Rates of glucose utilization (lCMR(glc)) in many structures of the brain of fed, portacaval-shunted rats, when assayed with the [C-14]deoxyglucose (DG) method in our laboratory, were previously found to be unchanged (30 of 36 structures) or depressed (6 structures) during the first 4 weeks after shunting, but to rise progressively to higher than normal values in 25 of 36 structures from 4-12 weeks. In contrast, lCMR(glc), when assayed with the [C-14]glucose method in another laboratory, was depressed in most structures of brains of 4-8-week shunted rats that had relatively high brain ammonia levels.
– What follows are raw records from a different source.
//! The DHCPv6 message module.

pub mod constants;
pub mod duid;
pub mod message_type;
pub mod options;

mod deserializer;
mod serializer;
mod validator;

use std::fmt;

pub use self::{
    duid::Duid,
    message_type::MessageType,
    options::{
        ExcludedPrefix, IaAddress, IaNa, IaPd, IaPrefix, IaTa, OptionCode, Options, Status,
        StatusCode,
    },
    validator::Error as ValidationError,
};

/// DHCPv6 message.
///
/// The header is a single message type octet followed by a 24 bit
/// transaction identifier. Everything else is carried in options.
pub struct Message {
    pub message_type: MessageType,
    pub transaction_id: u32,
    pub options: Options,
}

/// Prints an option with `Debug`.
macro_rules! dbg_opt (
    ($f:expr, $options:expr, $field:ident, $code:expr) => (
        if let Some(ref v) = $options.$field {
            writeln!($f, "[{:03}] {:027}| {:?}", $code as u16, stringify!($field), v)?;
        }
    );
);

impl fmt::Display for Message {
    fn fmt(&self, f: &mut fmt::Formatter) -> fmt::Result {
        use self::OptionCode::*;

        writeln!(f)?;
        writeln!(f, "{}HEADER{}", "_".repeat(30), "_".repeat(39))?;
        writeln!(f, "{:32} | {}", "Message type", self.message_type)?;
        writeln!(f, "{:32} | {:#08x}", "Transaction ID", self.transaction_id)?;

        writeln!(f, "{}OPTIONS{}", "_".repeat(30), "_".repeat(38))?;
        dbg_opt!(f, self.options, client_id, ClientId);
        dbg_opt!(f, self.options, server_id, ServerId);
        for ia in self.options.ia_na.iter() {
            writeln!(f, "[{:03}] {:027}| {:?}", IaNa as u16, "ia_na", ia)?;
        }
        for ia in self.options.ia_ta.iter() {
            writeln!(f, "[{:03}] {:027}| {:?}", IaTa as u16, "ia_ta", ia)?;
        }
        dbg_opt!(f, self.options, option_request, OptionRequest);
        dbg_opt!(f, self.options, preference, Preference);
        dbg_opt!(f, self.options, elapsed_time, ElapsedTime);
        dbg_opt!(f, self.options, unicast, Unicast);
        dbg_opt!(f, self.options, status, StatusCode);
        if self.options.rapid_commit {
            writeln!(f, "[{:03}] {:027}| present", RapidCommit as u16, "rapid_commit")?;
        }
        dbg_opt!(f, self.options, dns_servers, DnsServers);
        dbg_opt!(f, self.options, domain_list, DomainList);
        for ia in self.options.ia_pd.iter() {
            writeln!(f, "[{:03}] {:027}| {:?}", IaPd as u16, "ia_pd", ia)?;
        }
        dbg_opt!(
            f,
            self.options,
            information_refresh_time,
            InformationRefreshTime
        );
        dbg_opt!(f, self.options, sol_max_rt, SolMaxRt);
        dbg_opt!(f, self.options, inf_max_rt, InfMaxRt);

        writeln!(f, "{}", "_".repeat(75))?;
        Ok(())
    }
}
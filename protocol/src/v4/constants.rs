//! DHCPv4 message constants.

/// `client_hardware_address` size in bytes.
pub const SIZE_HARDWARE_ADDRESS: usize = 16;

/// `server_name` size in bytes.
pub const SIZE_SERVER_NAME: usize = 64;

/// `boot_filename` size in bytes.
pub const SIZE_BOOT_FILENAME: usize = 128;

/// The `server_name` field offset in bytes.
pub const OFFSET_SERVER_NAME: usize = 44;

/// The `boot_filename` field offset in bytes.
pub const OFFSET_BOOT_FILENAME: usize = OFFSET_SERVER_NAME + SIZE_SERVER_NAME;

/// DHCP options magic cookie offset in bytes.
pub const OFFSET_MAGIC_COOKIE: usize = OFFSET_SERVER_NAME + SIZE_SERVER_NAME + SIZE_BOOT_FILENAME;

/// DHCP options themselves offset in bytes.
pub const OFFSET_OPTIONS: usize = OFFSET_MAGIC_COOKIE + ::std::mem::size_of::<u32>();

/// Only the highest bit of the `flags` field is used in DHCP.
pub const FLAG_BROADCAST: u16 = 0b1000000000000000;

/// The magic number before the DHCP options.
pub const MAGIC_COOKIE: u32 = 0x63825363;

/// The `tag` and `length` octets before each option payload.
pub const SIZE_OPTION_PREFIX: usize = 2;

/// The largest payload a single option can carry. Longer values are split
/// into consecutive options with the same tag.
pub const SIZE_OPTION_MAXIMAL: usize = 255;

/// The size of the IP header prepended when sending over a raw socket.
pub const SIZE_HEADER_IP: usize = 20;

/// The size of the UDP header prepended when sending over a raw socket.
pub const SIZE_HEADER_UDP: usize = 8;

/// The minimal message size the client MUST be able to accept.
pub const SIZE_MESSAGE_MINIMAL: usize = 576;

/// Outgoing messages are padded to the historic BOOTP minimum.
pub const SIZE_MESSAGE_PADDED: usize = 300;

/// The port the client listens on.
pub const PORT_CLIENT: u16 = 68;

/// The port the server listens on.
pub const PORT_SERVER: u16 = 67;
There was a possibility that the increases in lCMR(glc) obtained with the [C-14]DG method may have been artifactual, due, in part, to a change in brain glucose content which could alter the value of the lumped constant of the DG method. Brain glucose levels of shunted rats were, therefore, assayed by both direct chemical measurement in freeze-blown samples and by determination of steady-state brain:plasma distribution ratios for [C-14]methylglucose; the methylglucose distribution ratio varies as a function of plasma and tissue glucose contents. Within a week after shunting, ammonia levels in blood and brain rose to 0.25-0.30 mM and 0.35-0.70 mu mol/g, respectively, and mean plasma glucose levels fell from 9-10 mM to 7.4-8.5 mM, and then remained nearly constant. Brains of fed-shunted rats had normal glycogen levels and stable but moderately reduced glucose contents between 1 and 12 weeks (i.e., 1.9-2.2 mu mol/g), [C-14]Methylglucose distribution ratios were essentially the same as those in controls in 22 brain structures at 2 and 8 weeks after shunting. Because brain glucose levels remained stable from 1 to 12 weeks after shunting, there is no evidence to support the hypothesis that the value of the lumped constant would have changed and caused an artifactual rise in lCMR(glc).